I don’t have much patience for those who say they can’t cook. A hundred thousand generations have cooked. It’s a very easy thing to do. Suck it up, buttercup. You can do it!
Oh, I’d love to put Smith and Chris Kimball in a room together and see who emerges unbruised. My bets are on Smith —and not just because he’s 6′ 7″. He just makes more sense.
To support my prediction, compare these quotes from my wide-ranging interview with Chef Michael Smith against Kimball’s no-partying-allowed approach (“Cooking isn’t creative, and it isn’t easy. It’s serious, and it’s hard to do well, just as everything worth doing is damn hard.”)
Many people are scared of their own kitchen because they confuse unfamiliar with difficult.
If you think there’s only one way to do it, failure is immenent.
In Canada, local food is not sustainable in winter. Don’t hide behind mythology… The meaningful connection is not with fields, trees and farms, but with a person.
Stop. Look at your world and do what it takes to get rid of the processed food. Stop mortgaging tomorrow for today.
If you can’t pronounce it, don’t buy it.
Cooking is relentless. Some days I don’t want to do it.
If kids won’t eat anything but Kraft Dinner, it’s bad parenting.
All parents have two weapons in their [cooking] aresenal: Patience and persistence.
Eat dinner together every day – with no TV!
Do you agree or disagree? Do any comments surprise you? Got any to add? I’d love to hear from you!
As further proof that cooking is easy, I’m sharing a super-simple recipe from his latest book, Fast Flavours: 110 Simple, Speedy Recipes (Penguin 2012). Three common ingredients, half an hour,
addictive delicious results.
|Prep time||5 minutes|
|Cook time||30 minutes|
|Total time||35 minutes|
|Dietary||Dairy-Free, Egg-Free, Gluten-Free|
|Meal type||Appetizer, Snack|
|From book||Fast Flavours: 110 Simple Speedy Recipes|
- 1lb (450 g) thick-cut bacon
- 1 cup (250 mL) or so of brown sugar
- Lots offreshly ground pepper
|Preheat your oven to 400°F. Turn on your convection fan, if you have one.|
|Nestle the bacon slices tightly against each other in a single layer on a nonstick or parchment-paper lined baking sheet.

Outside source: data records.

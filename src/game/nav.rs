//! Navigation service boundary
//!
//! Bots issue "go to point" requests and react to arrival and failure
//! callbacks. `StraightLineNav` is the reference navigator used by the
//! harness: it walks agents along a straight segment at their movement cap
//! and reports unreachable destinations one step after the request.

use smallvec::SmallVec;

use crate::game::entity::{ComponentColumn, EntityHandle};
use crate::game::physics::Obstacle;
use crate::game::world::World;
use crate::util::fixed::Fp;
use crate::util::vec2::Vec2;

pub trait Navigation {
    /// Request a path to `target`; false if the request is rejected outright
    fn set_target(&mut self, world: &World, agent: EntityHandle, target: Vec2) -> bool;
    /// Halt the agent where it stands; its velocity drops to zero at once
    fn stop(&mut self, world: &mut World, agent: EntityHandle, reset_path: bool);
    fn is_active(&self, agent: EntityHandle) -> bool;
    fn waypoint_count(&self, agent: EntityHandle) -> usize;
}

#[derive(Debug, Clone, Copy, PartialEq, Eq)]
pub enum NavEvent {
    WaypointReached { agent: EntityHandle, waypoint: Vec2, is_final: bool },
    SearchFailed { agent: EntityHandle },
}

#[derive(Debug, Clone, Default)]
struct NavAgent {
    handle: Option<EntityHandle>,
    waypoints: SmallVec<[Vec2; 2]>,
    active: bool,
    failed: bool,
}

/// Straight-line navigator over an open square map
pub struct StraightLineNav {
    agents: ComponentColumn<NavAgent>,
    /// Half edge of the walkable square centred on the origin
    half_extent: Fp,
    blocked: Vec<Obstacle>,
    /// Distance at which a waypoint counts as reached
    arrival_radius: Fp,
}

impl StraightLineNav {
    pub fn new(half_extent: Fp, blocked: Vec<Obstacle>) -> Self {
        Self {
            agents: ComponentColumn::new(),
            half_extent,
            blocked,
            arrival_radius: Fp::from_milli(100),
        }
    }

    fn in_bounds(&self, point: Vec2) -> bool {
        point.x.abs() <= self.half_extent && point.y.abs() <= self.half_extent
    }

    fn agent(&self, handle: EntityHandle) -> Option<&NavAgent> {
        self.agents.get(handle.index()).filter(|a| a.handle == Some(handle))
    }

    fn agent_mut(&mut self, handle: EntityHandle) -> Option<&mut NavAgent> {
        self.agents.get_mut(handle.index()).filter(|a| a.handle == Some(handle))
    }

    /// Move agents one tick and collect callbacks in agent index order
    pub fn step(&mut self, world: &mut World, dt: Fp) -> Vec<NavEvent> {
        let mut events = Vec::new();
        let arrival_sq = self.arrival_radius * self.arrival_radius;

        for (_, agent) in self.agents.iter_mut() {
            let Some(handle) = agent.handle else {
                continue;
            };
            if !world.is_alive(handle) {
                agent.active = false;
                agent.waypoints.clear();
                halt(world, handle);
                continue;
            }
            if agent.failed {
                agent.failed = false;
                agent.active = false;
                agent.waypoints.clear();
                halt(world, handle);
                events.push(NavEvent::SearchFailed { agent: handle });
                continue;
            }
            if !agent.active {
                halt(world, handle);
                continue;
            }
            let Some(&waypoint) = agent.waypoints.first() else {
                agent.active = false;
                halt(world, handle);
                continue;
            };

            let max_speed = world.character(handle).map_or(Fp::ZERO, |c| c.max_speed);
            let Some(transform) = world.transform_mut(handle) else {
                continue;
            };
            let next = transform.position.move_towards(waypoint, max_speed * dt);
            transform.velocity = if dt > Fp::ZERO { (next - transform.position) / dt } else { Vec2::ZERO };
            transform.position = next;

            if next.distance_sq_to(waypoint) <= arrival_sq {
                agent.waypoints.remove(0);
                let is_final = agent.waypoints.is_empty();
                if is_final {
                    agent.active = false;
                    transform.velocity = Vec2::ZERO;
                }
                events.push(NavEvent::WaypointReached { agent: handle, waypoint, is_final });
            }
        }

        events
    }
}

fn halt(world: &mut World, agent: EntityHandle) {
    if let Some(transform) = world.transform_mut(agent) {
        transform.velocity = Vec2::ZERO;
    }
}

impl Navigation for StraightLineNav {
    fn set_target(&mut self, world: &World, agent: EntityHandle, target: Vec2) -> bool {
        if !self.in_bounds(target) || !world.is_alive(agent) {
            return false;
        }
        let unreachable = self.blocked.iter().any(|o| o.contains(target));

        let mut state = NavAgent { handle: Some(agent), ..NavAgent::default() };
        if unreachable {
            // Search runs asynchronously; failure is reported on the next step
            state.failed = true;
        } else {
            state.waypoints.push(target);
            state.active = true;
        }
        self.agents.insert(agent.index(), state);
        true
    }

    fn stop(&mut self, world: &mut World, agent: EntityHandle, reset_path: bool) {
        if let Some(state) = self.agent_mut(agent) {
            state.active = false;
            state.failed = false;
            if reset_path {
                state.waypoints.clear();
            }
        }
        halt(world, agent);
    }

    fn is_active(&self, agent: EntityHandle) -> bool {
        self.agent(agent).is_some_and(|a| a.active || a.failed)
    }

    fn waypoint_count(&self, agent: EntityHandle) -> usize {
        self.agent(agent).map_or(0, |a| a.waypoints.len())
    }
}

Sprinkle with the brown sugar, evenly coating the works. Top with lots of freshly ground pepper. Bake until the bacon crisps and infuses with sweet caramelized sugar, 25 or 30 minutes. Cool on a baking sheet for a few minutes while the bacon candy hardens. Do your best not to stand there and eat it all -- exercise restraint! Serve and share!|
Speed It Up: This is a great make-ahead treat, the sort of thing that's just as easy to make a lot of as a little. Once you taste it, you'll be glad you have leftovers. Make extra and you'll be ready when your bacon craving returns.